- Task input -
□ □ □ □ □

use anyhow::{bail, Context, Result};
use std::path::{Component, Path, PathBuf};

/// How manifest filenames are resolved against the base directory.
#[derive(Clone, Copy, Debug)]
pub struct PathPolicy {
    /// Reject filenames that could reach outside the base directory.
    pub confine: bool,
    /// Only consulted when confining.
    pub follow_symlinks: bool,
}

impl Default for PathPolicy {
    fn default() -> Self {
        Self { confine: false, follow_symlinks: true }
    }
}

/// Resolve `rel` against `root`.
///
/// Without `confine` this is a plain join. With it: no absolute paths, no `..`,
/// and either no symlinks anywhere along the path or, when following them, a
/// canonical target that stays under the canonical root.
pub fn resolve(root: &Path, rel: &Path, policy: PathPolicy) -> Result<PathBuf> {
    if !policy.confine {
        return Ok(root.join(rel));
    }
    if rel.is_absolute() || rel.has_root() {
        bail!("absolute paths are not allowed: {:?}", rel);
    }
    if rel.components().any(|c| matches!(c, Component::ParentDir | Component::Prefix(_))) {
        bail!("parent traversal not allowed: {:?}", rel);
    }
    let candidate = root.join(rel);
    if !policy.follow_symlinks {
        let mut cur = root.to_path_buf();
        for comp in rel.components() {
            cur.push(comp);
            if let Ok(m) = std::fs::symlink_metadata(&cur) {
                if m.file_type().is_symlink() {
                    bail!("symlink in path (not following): {:?}", cur);
                }
            }
        }
        Ok(candidate)
    } else {
        let root_can = std::fs::canonicalize(root)
            .with_context(|| format!("canonicalize root {:?}", root))?;
        let cand_can = std::fs::canonicalize(&candidate)
            .with_context(|| format!("open {:?}", candidate))?;
        if !cand_can.starts_with(&root_can) {
            bail!("path escapes root: {:?}", rel);
        }
        Ok(cand_can)
    }
}
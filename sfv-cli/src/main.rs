use anyhow::Result;
use clap::{Parser, Subcommand};
use std::io::{IsTerminal, Write};
use std::path::{Path, PathBuf};
use std::process::ExitCode;

use sfv_core::path_safety::PathPolicy;
use sfv_core::verify::DEFAULT_CHUNK_SIZE;
use sfv_core::{Manifest, NoProgress, Progress, VerifyConfig};

mod logging;
mod render;

const EXIT_OK: u8 = 0;
/// Bad arguments, or a manifest that cannot be read or parsed.
const EXIT_USAGE: u8 = 1;
/// At least one file mismatched or could not be read.
const EXIT_FAILED: u8 = 2;
/// Verification ran but its results could not be written (e.g. a closed pipe).
const EXIT_OUTPUT: u8 = 3;

#[derive(Parser)]
#[command(name = "sfv", version, about = "Check files against an SFV (CRC-32) manifest")]
struct Cli {
    /// Log debug detail to stderr (RUST_LOG overrides)
    #[arg(short, long, global = true)]
    verbose: bool,
    #[command(subcommand)]
    cmd: Cmd,
}

#[derive(Subcommand)]
enum Cmd {
    /// Verify every file listed in the manifest
    Verify {
        manifest: PathBuf,
        /// Directory filenames are relative to (default: the manifest's directory)
        #[arg(long)]
        root: Option<PathBuf>,
        /// Print results as JSON
        #[arg(long, default_value_t = false)]
        json: bool,
        /// Bytes read per step while hashing
        #[arg(long, default_value_t = DEFAULT_CHUNK_SIZE, value_parser = clap::builder::RangedU64ValueParser::<usize>::new().range(1..))]
        chunk_size: usize,
        /// Refuse filenames that are absolute or climb out of the root
        #[arg(long, default_value_t = false)]
        confine: bool,
        /// With --confine, also refuse any symlink in a path
        #[arg(long, default_value_t = false)]
        no_follow_symlinks: bool,
        #[arg(long, default_value_t = false)]
        no_progress: bool,
    },
    /// Parse the manifest and print its entries
    List {
        manifest: PathBuf,
        #[arg(long, default_value_t = false)]
        json: bool,
    },
}

fn main() -> ExitCode {
    let cli = match Cli::try_parse() {
        Ok(cli) => cli,
        Err(e) => {
            let _ = e.print();
            return if e.use_stderr() { ExitCode::from(EXIT_USAGE) } else { ExitCode::SUCCESS };
        }
    };
    logging::init(cli.verbose);

    let code = match cli.cmd {
        Cmd::Verify { manifest, root, json, chunk_size, confine, no_follow_symlinks, no_progress } => {
            let cfg = VerifyConfig {
                chunk_size,
                path_policy: PathPolicy { confine, follow_symlinks: !no_follow_symlinks },
            };
            let show_progress = !no_progress && std::io::stderr().is_terminal();
            verify(&manifest, root.as_deref(), &cfg, json, show_progress)
        }
        Cmd::List { manifest, json } => list(&manifest, json),
    };
    ExitCode::from(code)
}

fn load(manifest_path: &Path) -> Option<Manifest> {
    match Manifest::from_path(manifest_path) {
        Ok(m) => Some(m),
        Err(e) => {
            tracing::error!(file = %manifest_path.display(), "error parsing sfv file: {e}");
            None
        }
    }
}

fn verify(manifest_path: &Path, root: Option<&Path>, cfg: &VerifyConfig, json: bool, show_progress: bool) -> u8 {
    let prog = Progress::new(show_progress);
    prog.start();
    let batch = if show_progress {
        let mut sink = prog.clone();
        sfv_core::verify_path(manifest_path, root, cfg, &mut sink)
    } else {
        sfv_core::verify_path(manifest_path, root, cfg, &mut NoProgress)
    };
    prog.stop();

    let batch = match batch {
        Ok(b) => b,
        Err(e) => {
            tracing::error!(file = %manifest_path.display(), "error parsing sfv file: {e}");
            return EXIT_USAGE;
        }
    };

    let written = if json {
        emit(|out| render::write_json(out, &batch))
    } else {
        emit(|out| Ok(render::write_text(out, &batch)?))
    };
    if let Err(e) = written {
        tracing::error!("write results: {e:#}");
        return EXIT_OUTPUT;
    }

    if batch.is_success() { EXIT_OK } else { EXIT_FAILED }
}

/// Run `write` against locked stdout and flush.
fn emit<F>(write: F) -> Result<()>
where
    F: FnOnce(&mut std::io::StdoutLock<'static>) -> Result<()>,
{
    let mut out = std::io::stdout().lock();
    write(&mut out)?;
    out.flush()?;
    Ok(())
}

fn list(manifest_path: &Path, json: bool) -> u8 {
    let Some(manifest) = load(manifest_path) else { return EXIT_USAGE };
    let written = if json {
        emit(|out| render::write_json(out, &manifest))
    } else {
        emit(|out| Ok(render::write_manifest(out, &manifest)?))
    };
    if let Err(e) = written {
        tracing::error!("write manifest: {e:#}");
        return EXIT_OUTPUT;
    }
    EXIT_OK
}
use crate::error::ParseError;
use serde::{Serialize, Serializer};
use std::ffi::OsString;
use std::path::{Path, PathBuf};

/// One `<filename> <crc32>` line of an SFV file.
#[derive(Serialize, Clone, Debug, PartialEq, Eq)]
pub struct ManifestEntry {
    /// Relative path, byte for byte as written in the manifest.
    #[serde(serialize_with = "serialize_lossy")]
    pub filename: OsString,
    pub expected_crc32: u32,
    /// 1-based line number in the manifest text.
    pub line: usize,
}

/// Parsed SFV manifest. Entries keep file order and there is always at least one.
///
/// The parser is the only way to build one:
///
/// ```compile_fail
/// let _: sfv_core::Manifest = serde_json::from_str(r#"{"entries":[]}"#).unwrap();
/// ```
#[derive(Serialize, Clone, Debug, PartialEq, Eq)]
pub struct Manifest {
    entries: Vec<ManifestEntry>,
}

impl Manifest {
    pub(crate) fn from_entries(entries: Vec<ManifestEntry>) -> Self {
        Self { entries }
    }

    /// Parse manifest bytes; see [`crate::parse::parse`].
    pub fn parse(text: &[u8]) -> Result<Self, ParseError> {
        crate::parse::parse(text)
    }

    /// Read and parse the manifest at `path`.
    pub fn from_path(path: &Path) -> Result<Self, ParseError> {
        let bytes = std::fs::read(path)
            .map_err(|source| ParseError::Io { path: path.to_path_buf(), source })?;
        Self::parse(&bytes)
    }

    pub fn entries(&self) -> &[ManifestEntry] {
        &self.entries
    }

    pub fn iter(&self) -> std::slice::Iter<'_, ManifestEntry> {
        self.entries.iter()
    }

    pub fn len(&self) -> usize {
        self.entries.len()
    }

    pub fn is_empty(&self) -> bool {
        self.entries.is_empty()
    }
}

impl<'a> IntoIterator for &'a Manifest {
    type Item = &'a ManifestEntry;
    type IntoIter = std::slice::Iter<'a, ManifestEntry>;

    fn into_iter(self) -> Self::IntoIter {
        self.entries.iter()
    }
}

/// Directory entries are resolved against when no root is given: the manifest's own directory.
pub fn default_base_dir(manifest_path: &Path) -> PathBuf {
    match manifest_path.parent() {
        Some(p) if !p.as_os_str().is_empty() => p.to_path_buf(),
        _ => PathBuf::from("."),
    }
}

/// Filenames go out as text; bytes that are not UTF-8 become U+FFFD.
fn serialize_lossy<S: Serializer>(
    name: &OsString,
    serializer: S,
) -> Result<S::Ok, S::Error> {
    serializer.serialize_str(&name.to_string_lossy())
}
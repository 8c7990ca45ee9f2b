use std::fmt;
use std::path::PathBuf;
use thiserror::Error;

/// Why a manifest line was rejected.
#[derive(Debug, Clone, Copy, PartialEq, Eq)]
pub enum MalformedReason {
    /// No whitespace separates a filename from a checksum.
    MissingChecksum,
    /// The last token is not exactly 8 hex digits.
    BadChecksum,
    EmptyFilename,
    /// The platform cannot represent the filename bytes as a path.
    NonUtf8Filename,
}

impl fmt::Display for MalformedReason {
    fn fmt(&self, f: &mut fmt::Formatter<'_>) -> fmt::Result {
        let s = match self {
            MalformedReason::MissingChecksum => "missing checksum",
            MalformedReason::BadChecksum => "checksum is not 8 hex digits",
            MalformedReason::EmptyFilename => "empty filename",
            MalformedReason::NonUtf8Filename => "filename is not valid UTF-8",
        };
        f.write_str(s)
    }
}

/// Failure to turn manifest text into a usable list of entries.
#[derive(Debug, Error)]
pub enum ParseError {
    #[error("malformed line {line}: {reason}: {text:?}")]
    MalformedLine { line: usize, text: String, reason: MalformedReason },

    #[error("manifest contains no entries")]
    EmptyManifest,

    #[error("read manifest {}: {source}", path.display())]
    Io {
        path: PathBuf,
        #[source]
        source: std::io::Error,
    },
}

impl ParseError {
    /// 1-based line number of the offending line, when there is one.
    pub fn line(&self) -> Option<usize> {
        match self {
            ParseError::MalformedLine { line, .. } => Some(*line),
            _ => None,
        }
    }
}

□ □ □ □ □

- What the task requires -
Set down, exactly as written, each line of the data from its opening line through the one containing "a plain join.". Output nothing more.

- Exercise response -
use anyhow::{bail, Context, Result};
use std::path::{Component, Path, PathBuf};

/// How manifest filenames are resolved against the base directory.
#[derive(Clone, Copy, Debug)]
pub struct PathPolicy {
    /// Reject filenames that could reach outside the base directory.
    pub confine: bool,
    /// Only consulted when confining.
    pub follow_symlinks: bool,
}

impl Default for PathPolicy {
    fn default() -> Self {
        Self { confine: false, follow_symlinks: true }
    }
}

/// Resolve `rel` against `root`.
///
/// Without `confine` this is a plain join. With it: no absolute paths, no `..`,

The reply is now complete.